▶ AIM OF THE TASK
After reading the entries below, copy word for word the lines from the first through the line containing "and render it", and stop there.

(Saved data entries)
------

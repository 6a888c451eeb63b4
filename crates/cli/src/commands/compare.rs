//! Cost comparison command

use anyhow::{Context, Result};
use colored::Colorize;
use cost_lib::{ClusterSnapshot, Comparator, LocalPricer, SizingStrategy};
use std::path::Path;
use std::sync::Arc;
use tracing::info;

use crate::config::Config;
use crate::output::{
    color_savings, format_cost, format_timestamp, print_info, print_json, print_success,
    print_warning, OutputFormat,
};
use crate::report::ReportWriter;

/// Load a cluster snapshot from its JSON document
pub fn load_snapshot(path: &Path) -> Result<ClusterSnapshot> {
    let content = std::fs::read_to_string(path)
        .with_context(|| format!("Failed to read snapshot {}", path.display()))?;
    ClusterSnapshot::from_json(&content)
        .with_context(|| format!("Failed to parse snapshot {}", path.display()))
}

/// Run a comparison and render it
pub async fn run_compare(snapshot_path: &Path, config: &Config, format: OutputFormat) -> Result<()> {
    let mut snapshot = load_snapshot(snapshot_path)?;
    if let Some(cluster_id) = &config.cluster_id {
        snapshot.cluster_id = cluster_id.clone();
    }
    if snapshot.cluster_id.is_empty() {
        snapshot.cluster_id = "cluster".to_string();
    }
    if snapshot.is_empty() {
        print_warning("Snapshot contains no nodes or workloads");
    }

    let mut pricer = LocalPricer::builtin()?.with_rates(config.rates.clone());
    if let Some(discount) = config.discount {
        pricer = pricer.with_discount(discount);
    }

    let comparator = Comparator::builder()
        .pricer(Arc::new(pricer))
        .snapshot(snapshot)
        .time_span_seconds(config.time_span_seconds)
        .workers(config.workers)
        .build()?;

    let report = if config.workers > 1 {
        comparator.run_concurrent().await?
    } else {
        comparator.run()
    };
    info!(cluster_id = %report.cluster_id, "Comparison finished");

    if let OutputFormat::Json = format {
        return print_json(&report.document());
    }

    let stdout = config.output_mode.stdout();
    let csv_dir = config.output_mode.csv().then_some(config.data_path.as_path());

    if stdout {
        println!("{}", "Cost Comparison".bold());
        println!("{}", "=".repeat(60));
        println!("Cluster:     {}", report.cluster_id.cyan());
        println!("Time span:   {}s", report.time_span_seconds);
        println!("Generated:   {}", format_timestamp(&report.generated_at).dimmed());
        println!();
    }

    let mut writer = ReportWriter::new(&report.cluster_id, stdout, csv_dir);
    writer.emit_all(&report)?;

    if stdout {
        let baseline = report.recommended.baseline();
        if let Some((strategy, cost)) = report.recommended.cheapest() {
            if strategy != SizingStrategy::Direct {
                println!(
                    "{} {} at {} ({})",
                    "Cheapest strategy:".bold(),
                    strategy.label().green(),
                    format_cost(cost.total_cost),
                    color_savings(cost.savings_percent(&baseline))
                );
            } else {
                print_info("Migrating without resizing is already the cheapest option");
            }
        }
    }

    for path in writer.written() {
        print_success(&format!("Wrote {}", path.display()));
    }

    Ok(())
}
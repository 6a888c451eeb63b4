//! Cluster-wide cost aggregation
//!
//! Each coster walks a [`ClusterSnapshot`] through a [`Pricer`] and sums hourly
//! prices over the configured time span. A workload whose price cannot be
//! computed contributes zero and the pass continues.

mod recommender;
mod serverful;
mod serverless;


pub use recommender::{RecommendedCostReport, RecommenderCoster};
pub use serverful::{ServerfulCostReport, ServerfulCoster};
pub use serverless::{ServerlessCostReport, ServerlessCoster};

use std::fmt;
use std::sync::Arc;

use crate::error::PricingError;
use crate::models::{ClusterSnapshot, Prices, WorkloadKey};
use crate::observability::{CostLogger, CostMetrics};
use crate::pricer::Pricer;

const SECONDS_PER_HOUR: f64 = 3600.0;

/// Shared inputs of every costing pass
#[derive(Clone)]
pub struct CosterContext {
    pub pricer: Arc<dyn Pricer>,
    pub snapshot: Arc<ClusterSnapshot>,
    pub time_span_seconds: u64,
    metrics: CostMetrics,
    logger: CostLogger,
}

impl CosterContext {
    pub fn new(pricer: Arc<dyn Pricer>, snapshot: Arc<ClusterSnapshot>, time_span_seconds: u64) -> Self {
        let logger = CostLogger::new(snapshot.cluster_id.clone());
        Self {
            pricer,
            snapshot,
            time_span_seconds,
            metrics: CostMetrics::new(),
            logger,
        }
    }

    pub fn time_span_hours(&self) -> f64 {
        self.time_span_seconds as f64 / SECONDS_PER_HOUR
    }

    pub fn logger(&self) -> &CostLogger {
        &self.logger
    }

    /// Resolve one workload price, recovering failures as a zero price
    pub(crate) fn settle(
        &self,
        key: &WorkloadKey,
        pass: &str,
        result: Result<Prices, PricingError>,
    ) -> Prices {
        match self.recover(key, pass, result) {
            Some(prices) => {
                self.metrics.inc_workloads_priced();
                prices
            }
            None => Prices::zero(),
        }
    }

    /// Resolve one node price, recovering failures as a zero price
    pub(crate) fn settle_node(&self, name: &str, result: Result<Prices, PricingError>) -> Prices {
        self.recover(&name, "node", result).unwrap_or_default()
    }

    fn recover(
        &self,
        subject: &dyn fmt::Display,
        pass: &str,
        result: Result<Prices, PricingError>,
    ) -> Option<Prices> {
        let outcome = result.and_then(|prices| {
            if prices.total_price.is_nan() {
                Err(PricingError::NotANumber)
            } else {
                Ok(prices)
            }
        });

        match outcome {
            Ok(prices) => Some(prices),
            Err(e) => {
                self.metrics.inc_pricing_failures(e.reason());
                self.logger
                    .log_pricing_failed(&subject.to_string(), pass, e.reason(), &e.to_string());
                None
            }
        }
    }
}

/// A costing strategy over a cluster snapshot
pub trait Coster {
    type Output;

    fn total_cost(&self, ctx: &CosterContext) -> Self::Output;
}
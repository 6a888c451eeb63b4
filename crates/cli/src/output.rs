//! Output formatting utilities

use chrono::{DateTime, Utc};
use clap::ValueEnum;
use colored::Colorize;
use serde::{Deserialize, Serialize};
use tabled::{settings::Style, Table, Tabled};

/// Output format for CLI commands
#[derive(Debug, Clone, Copy, Default, ValueEnum)]
pub enum OutputFormat {
    /// Table format (default)
    #[default]
    Table,
    /// JSON format
    Json,
}

/// Destination of comparison reports
#[derive(Debug, Clone, Copy, Default, PartialEq, Eq, ValueEnum, Serialize, Deserialize)]
#[serde(rename_all = "lowercase")]
pub enum OutputMode {
    /// Print tables to stdout (default)
    #[default]
    Stdout,
    /// Write tab-separated files under the data path
    Csv,
    /// Both stdout and csv files
    Both,
}

impl OutputMode {
    pub fn stdout(&self) -> bool {
        matches!(self, OutputMode::Stdout | OutputMode::Both)
    }

    pub fn csv(&self) -> bool {
        matches!(self, OutputMode::Csv | OutputMode::Both)
    }
}

/// Print a titled table from a list of items
pub fn print_table<T: Tabled>(title: &str, items: &[T]) {
    println!("{}", title.bold());
    if items.is_empty() {
        println!("{}", "No items found".yellow());
        println!();
        return;
    }
    let table = Table::new(items).with(Style::rounded()).to_string();
    println!("{}", table);
    println!();
}

/// Print any serializable value as pretty JSON
pub fn print_json<T: Serialize>(value: &T) -> anyhow::Result<()> {
    let json = serde_json::to_string_pretty(value)?;
    println!("{}", json);
    Ok(())
}

/// Print a success message
pub fn print_success(message: &str) {
    println!("{} {}", "✓".green().bold(), message);
}

/// Print a warning message
pub fn print_warning(message: &str) {
    println!("{} {}", "⚠".yellow().bold(), message);
}

/// Print an info message
pub fn print_info(message: &str) {
    println!("{} {}", "ℹ".blue().bold(), message);
}

/// Format a cost with fixed precision
pub fn format_cost(amount: f64) -> String {
    format!("{:.4}", amount)
}

/// Format a resource quantity, trimming trailing zeros
pub fn format_quantity(value: f64) -> String {
    let formatted = format!("{:.3}", value);
    formatted
        .trim_end_matches('0')
        .trim_end_matches('.')
        .to_string()
}

/// Format a savings percentage
pub fn format_percent(percent: f64) -> String {
    format!("{:.1}%", percent)
}

/// Color a savings percentage by sign
pub fn color_savings(percent: f64) -> String {
    let formatted = format_percent(percent);
    if percent > 0.0 {
        formatted.green().to_string()
    } else if percent < 0.0 {
        formatted.red().to_string()
    } else {
        formatted
    }
}

/// Format a report timestamp for display
pub fn format_timestamp(ts: &DateTime<Utc>) -> String {
    ts.format("%Y-%m-%d %H:%M:%S UTC").to_string()
}

#[cfg(test)]
mod tests {
    use super::*;

    #[test]
    fn test_format_quantity() {
        assert_eq!(format_quantity(1.0), "1");
        assert_eq!(format_quantity(0.25), "0.25");
        assert_eq!(format_quantity(3.5), "3.5");
        assert_eq!(format_quantity(0.0), "0");
    }

    #[test]
    fn test_output_mode_targets() {
        assert!(OutputMode::Stdout.stdout() && !OutputMode::Stdout.csv());
        assert!(!OutputMode::Csv.stdout() && OutputMode::Csv.csv());
        assert!(OutputMode::Both.stdout() && OutputMode::Both.csv());
    }

    #[test]
    fn test_format_cost() {
        assert_eq!(format_cost(1.23456), "1.2346");
        assert_eq!(format_percent(37.5), "37.5%");
    }
}
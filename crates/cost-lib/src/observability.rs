//! Observability infrastructure for cost comparisons
//!
//! Provides:
//! - Prometheus metrics (pricing failures, tier outcomes, comparison latency)
//! - Structured logging of comparison events with tracing

use prometheus::{
    register_histogram, register_int_counter, register_int_counter_vec, Histogram, IntCounter,
    IntCounterVec,
};
use std::sync::OnceLock;
use tracing::{debug, info, warn};

/// Histogram buckets for whole-comparison latency (in seconds)
const DURATION_BUCKETS: &[f64] = &[0.001, 0.005, 0.01, 0.05, 0.1, 0.25, 0.5, 1.0, 2.5, 5.0, 10.0];

/// Global metrics instance (registered once)
static GLOBAL_METRICS: OnceLock<CostMetricsInner> = OnceLock::new();

struct CostMetricsInner {
    pricing_failures: IntCounterVec,
    tier_outcomes: IntCounterVec,
    workloads_priced: IntCounter,
    comparison_duration_seconds: Histogram,
}

impl CostMetricsInner {
    fn new() -> Self {
        Self {
            pricing_failures: register_int_counter_vec!(
                "fcost_pricing_failures_total",
                "Workload pricing calls that failed and were counted as zero cost",
                &["reason"]
            )
            .expect("Failed to register pricing_failures"),

            tier_outcomes: register_int_counter_vec!(
                "fcost_tier_outcomes_total",
                "Tier quantization decisions by outcome",
                &["outcome"]
            )
            .expect("Failed to register tier_outcomes"),

            workloads_priced: register_int_counter!(
                "fcost_workloads_priced_total",
                "Workload specs priced successfully"
            )
            .expect("Failed to register workloads_priced"),

            comparison_duration_seconds: register_histogram!(
                "fcost_comparison_duration_seconds",
                "Wall time of a full cost comparison",
                DURATION_BUCKETS.to_vec()
            )
            .expect("Failed to register comparison_duration_seconds"),
        }
    }
}

/// Handle to the process-wide cost metrics
///
/// Clones share the same underlying Prometheus collectors.
#[derive(Clone)]
pub struct CostMetrics {
    _private: (),
}

impl Default for CostMetrics {
    fn default() -> Self {
        Self::new()
    }
}

impl CostMetrics {
    pub fn new() -> Self {
        GLOBAL_METRICS.get_or_init(CostMetricsInner::new);
        Self { _private: () }
    }

    fn inner(&self) -> &CostMetricsInner {
        GLOBAL_METRICS.get().expect("Metrics not initialized")
    }

    pub fn inc_pricing_failures(&self, reason: &str) {
        self.inner()
            .pricing_failures
            .with_label_values(&[reason])
            .inc();
    }

    pub fn inc_tier_outcome(&self, outcome: &str) {
        self.inner().tier_outcomes.with_label_values(&[outcome]).inc();
    }

    pub fn inc_workloads_priced(&self) {
        self.inner().workloads_priced.inc();
    }

    pub fn observe_comparison_duration(&self, duration_secs: f64) {
        self.inner().comparison_duration_seconds.observe(duration_secs);
    }

    pub fn pricing_failures(&self, reason: &str) -> u64 {
        self.inner()
            .pricing_failures
            .with_label_values(&[reason])
            .get()
    }

    pub fn workloads_priced(&self) -> u64 {
        self.inner().workloads_priced.get()
    }
}

/// Structured logger for comparison events
#[derive(Clone)]
pub struct CostLogger {
    cluster_id: String,
}

impl CostLogger {
    pub fn new(cluster_id: impl Into<String>) -> Self {
        Self {
            cluster_id: cluster_id.into(),
        }
    }

    pub fn cluster_id(&self) -> &str {
        &self.cluster_id
    }

    /// Log the start of a comparison run
    pub fn log_comparison_started(&self, workloads: usize, nodes: usize, time_span_seconds: u64) {
        info!(
            event = "comparison_started",
            cluster_id = %self.cluster_id,
            workloads = workloads,
            nodes = nodes,
            time_span_seconds = time_span_seconds,
            "Cost comparison started"
        );
    }

    /// Log the end of a comparison run
    pub fn log_comparison_completed(
        &self,
        duration_secs: f64,
        serverful_total: f64,
        serverless_total: f64,
        direct_total: f64,
        recommended_total: f64,
    ) {
        info!(
            event = "comparison_completed",
            cluster_id = %self.cluster_id,
            duration_secs = duration_secs,
            serverful_total = serverful_total,
            serverless_total = serverless_total,
            direct_total = direct_total,
            recommended_total = recommended_total,
            "Cost comparison completed"
        );
    }

    /// Log a workload whose price could not be computed
    pub fn log_pricing_failed(&self, workload: &str, pass: &str, reason: &str, details: &str) {
        warn!(
            event = "pricing_failed",
            cluster_id = %self.cluster_id,
            workload = %workload,
            pass = %pass,
            reason = %reason,
            details = %details,
            "Pricing failed, counting workload as zero cost"
        );
    }

    /// Log a demand that exceeded every tier of its table
    pub fn log_tier_saturated(
        &self,
        architecture: &str,
        charge_type: &str,
        demand_cpu: f64,
        demand_mem: f64,
        tier_cpu: f64,
        tier_mem: f64,
    ) {
        debug!(
            event = "tier_saturated",
            cluster_id = %self.cluster_id,
            architecture = %architecture,
            charge_type = %charge_type,
            demand_cpu = demand_cpu,
            demand_mem = demand_mem,
            tier_cpu = tier_cpu,
            tier_mem = tier_mem,
            "Demand exceeds every tier, saturated at ceiling"
        );
    }
}
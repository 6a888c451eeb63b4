//! Flat hourly rate cards

use serde::{Deserialize, Serialize};

use super::ClusterLevel;
use crate::models::Architecture;

/// Per-resource hourly rates for one architecture
#[derive(Debug, Clone, Copy, PartialEq, Serialize, Deserialize)]
pub struct RateCard {
    pub cpu_core_hour: f64,
    pub mem_gib_hour: f64,
    #[serde(default)]
    pub gpu_unit_hour: f64,
}

impl RateCard {
    pub const fn new(cpu_core_hour: f64, mem_gib_hour: f64, gpu_unit_hour: f64) -> Self {
        Self {
            cpu_core_hour,
            mem_gib_hour,
            gpu_unit_hour,
        }
    }

    /// Quote in cents for `goods_num` replicas.
    ///
    /// The single-replica price is truncated to whole cents before it is
    /// multiplied by the replica count, matching the vendor's billing.
    pub fn quote_cents(&self, cpu: f64, mem: f64, gpu: f64, goods_num: u64) -> u64 {
        let per_replica =
            self.cpu_core_hour * cpu + self.mem_gib_hour * mem + self.gpu_unit_hour * gpu;
        ((per_replica * 100.0) as u64).saturating_mul(goods_num)
    }
}

/// Managed-cluster fee per hour for each cluster level
#[derive(Debug, Clone, Copy, PartialEq, Serialize, Deserialize)]
#[serde(default)]
pub struct ClusterLevelFees {
    pub l5: f64,
    pub l20: f64,
    pub l50: f64,
    pub l100: f64,
    pub l200: f64,
    pub l500: f64,
    pub l1000: f64,
    pub l3000: f64,
    pub l5000: f64,
}

impl Default for ClusterLevelFees {
    fn default() -> Self {
        Self {
            l5: 0.13,
            l20: 0.36,
            l50: 0.52,
            l100: 0.91,
            l200: 1.56,
            l500: 2.73,
            l1000: 4.55,
            l3000: 9.1,
            l5000: 13.65,
        }
    }
}

impl ClusterLevelFees {
    pub fn fee(&self, level: ClusterLevel) -> f64 {
        match level {
            ClusterLevel::L5 => self.l5,
            ClusterLevel::L20 => self.l20,
            ClusterLevel::L50 => self.l50,
            ClusterLevel::L100 => self.l100,
            ClusterLevel::L200 => self.l200,
            ClusterLevel::L500 => self.l500,
            ClusterLevel::L1000 => self.l1000,
            ClusterLevel::L3000 => self.l3000,
            ClusterLevel::L5000 => self.l5000,
        }
    }
}

/// Every rate a local pricer needs
#[derive(Debug, Clone, PartialEq, Serialize, Deserialize)]
#[serde(default)]
pub struct RateTable {
    pub intel: RateCard,
    pub amd: RateCard,
    pub v100: RateCard,
    pub t4: RateCard,
    pub nvidia_2080ti: RateCard,
    /// Rates for pods and nodes on real (serverful) nodes
    pub node: RateCard,
    /// Serverless control-plane fee per hour
    pub serverless_platform_hour: f64,
    pub cluster_levels: ClusterLevelFees,
}

impl Default for RateTable {
    fn default() -> Self {
        Self {
            intel: RateCard::new(0.12, 0.05, 0.0),
            amd: RateCard::new(0.055, 0.032, 0.0),
            v100: RateCard::new(0.208, 0.122, 11.5),
            t4: RateCard::new(0.0868, 0.0868, 5.21),
            // no published card; billed like the default Intel card
            nvidia_2080ti: RateCard::new(0.12, 0.05, 0.0),
            node: RateCard::new(0.12, 0.05, 0.0),
            serverless_platform_hour: 0.0,
            cluster_levels: ClusterLevelFees::default(),
        }
    }
}

impl RateTable {
    pub fn card(&self, architecture: Architecture) -> &RateCard {
        match architecture {
            Architecture::Intel => &self.intel,
            Architecture::Amd => &self.amd,
            Architecture::V100 => &self.v100,
            Architecture::T4 => &self.t4,
            Architecture::Nvidia2080Ti => &self.nvidia_2080ti,
        }
    }
}
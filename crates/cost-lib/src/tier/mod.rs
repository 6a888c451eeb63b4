//! Resource tier quantization
//!
//! Serverless vendors sell a discrete set of (CPU, Memory) combinations. This
//! module holds the vendor tier tables, picks a charge type for a demand and
//! quantizes the demand up to the smallest tier that encloses it.

mod charge_type;
mod matcher;
mod table;

#[cfg(test)]
mod tests;

pub use charge_type::{
    select_charge_type, ChargeTypeSelector, PREPAID_CPU_CEILING, PREPAID_CPU_FLOOR,
    PREPAID_MIN_CPU_MEM_RATIO,
};
pub use matcher::{MatchOutcome, TierMatch, TierMatcher};
pub use table::{flatten, Aggregate, ResourceRange, TierCatalog, TierTable};

use std::sync::Arc;

use crate::error::ConfigError;

/// Matcher over the embedded vendor tier data
pub fn builtin_matcher() -> Result<TierMatcher, ConfigError> {
    Ok(TierMatcher::new(Arc::new(TierCatalog::builtin()?)))
}
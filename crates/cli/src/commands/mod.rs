//! CLI command implementations

pub mod compare;
pub mod tier;
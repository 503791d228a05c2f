//! Per-item lock state
//!
//! Every item is in exactly one of three states:
//!
//! ```text
//!   Unlocked ──S──▶ Shared{holders} ──X (sole holder)──▶ Exclusive{owner}
//!                                                          │   ▲
//!                                                          └─X─┘ (owner reassigned)
//! ```
//!
//! There is no release transition. Once an item leaves `Unlocked` it never
//! returns, and once it is `Exclusive` it stays `Exclusive`.

use crate::mode::LockMode;
use crate::types::TxnId;
use serde::{Deserialize, Serialize};
use smallvec::{smallvec, SmallVec};

/// Shared holders of an item, in acquisition order
///
/// Most items are held by a handful of transactions, so holders stay inline.
pub type Holders = SmallVec<[TxnId; 4]>;

/// Lock state of a single item
#[derive(Debug, Clone, PartialEq, Eq, Default, Serialize, Deserialize)]
#[serde(tag = "state", rename_all = "snake_case")]
pub enum LockState {
    /// No transaction holds a lock
    #[default]
    Unlocked,
    /// Held in shared mode; never empty, no duplicates
    Shared {
        /// Holders ordered by acquisition; the first is the earliest
        holders: Holders,
    },
    /// Held in exclusive mode by one transaction
    Exclusive {
        /// Current owner
        owner: TxnId,
    },
}

impl LockState {
    /// Shared state with a single initial holder
    pub fn shared(first: TxnId) -> Self {
        LockState::Shared {
            holders: smallvec![first],
        }
    }

    /// Exclusive state owned by `owner`
    pub fn exclusive(owner: TxnId) -> Self {
        LockState::Exclusive { owner }
    }

    /// Check if no lock is held
    pub fn is_unlocked(&self) -> bool {
        matches!(self, LockState::Unlocked)
    }

    /// Mode the item is currently held in, if any
    ///
    /// # Examples
    ///
    /// ```
    /// use lockgrant_core::{LockMode, LockState, TxnId};
    ///
    /// assert_eq!(LockState::Unlocked.mode(), None);
    /// assert_eq!(LockState::shared(TxnId(1)).mode(), Some(LockMode::Shared));
    /// assert_eq!(LockState::exclusive(TxnId(1)).mode(), Some(LockMode::Exclusive));
    /// ```
    pub fn mode(&self) -> Option<LockMode> {
        match self {
            LockState::Unlocked => None,
            LockState::Shared { .. } => Some(LockMode::Shared),
            LockState::Exclusive { .. } => Some(LockMode::Exclusive),
        }
    }

    /// All transactions currently holding the item
    ///
    /// Shared holders in acquisition order, or the single exclusive owner.
    pub fn holders(&self) -> &[TxnId] {
        match self {
            LockState::Unlocked => &[],
            LockState::Shared { holders } => holders.as_slice(),
            LockState::Exclusive { owner } => std::slice::from_ref(owner),
        }
    }

    /// Exclusive owner, if the item is held exclusively
    pub fn owner(&self) -> Option<TxnId> {
        match self {
            LockState::Exclusive { owner } => Some(*owner),
            _ => None,
        }
    }

    /// The only shared holder, if there is exactly one
    pub fn sole_shared_holder(&self) -> Option<TxnId> {
        match self {
            LockState::Shared { holders } if holders.len() == 1 => Some(holders[0]),
            _ => None,
        }
    }

    /// Check if `txn` holds the item in any mode
    pub fn is_held_by(&self, txn: TxnId) -> bool {
        self.holders().contains(&txn)
    }
}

------

▶ SOLUTION TO THIS TASK
repository 6a888c451eeb63b4
filename crates/cli/src/commands/compare.rs
//! Cost comparison command

use anyhow::{Context, Result};
use colored::Colorize;
use cost_lib::{ClusterSnapshot, Comparator, LocalPricer, SizingStrategy};
use std::path::Path;
use std::sync::Arc;
use tracing::info;

use crate::config::Config;
use crate::output::{
    color_savings, format_cost, format_timestamp, print_info, print_json, print_success,
    print_warning, OutputFormat,
};
use crate::report::ReportWriter;

/// Load a cluster snapshot from its JSON document
pub fn load_snapshot(path: &Path) -> Result<ClusterSnapshot> {
    let content = std::fs::read_to_string(path)
        .with_context(|| format!("Failed to read snapshot {}", path.display()))?;
    ClusterSnapshot::from_json(&content)
        .with_context(|| format!("Failed to parse snapshot {}", path.display()))
}

/// Run a comparison and render it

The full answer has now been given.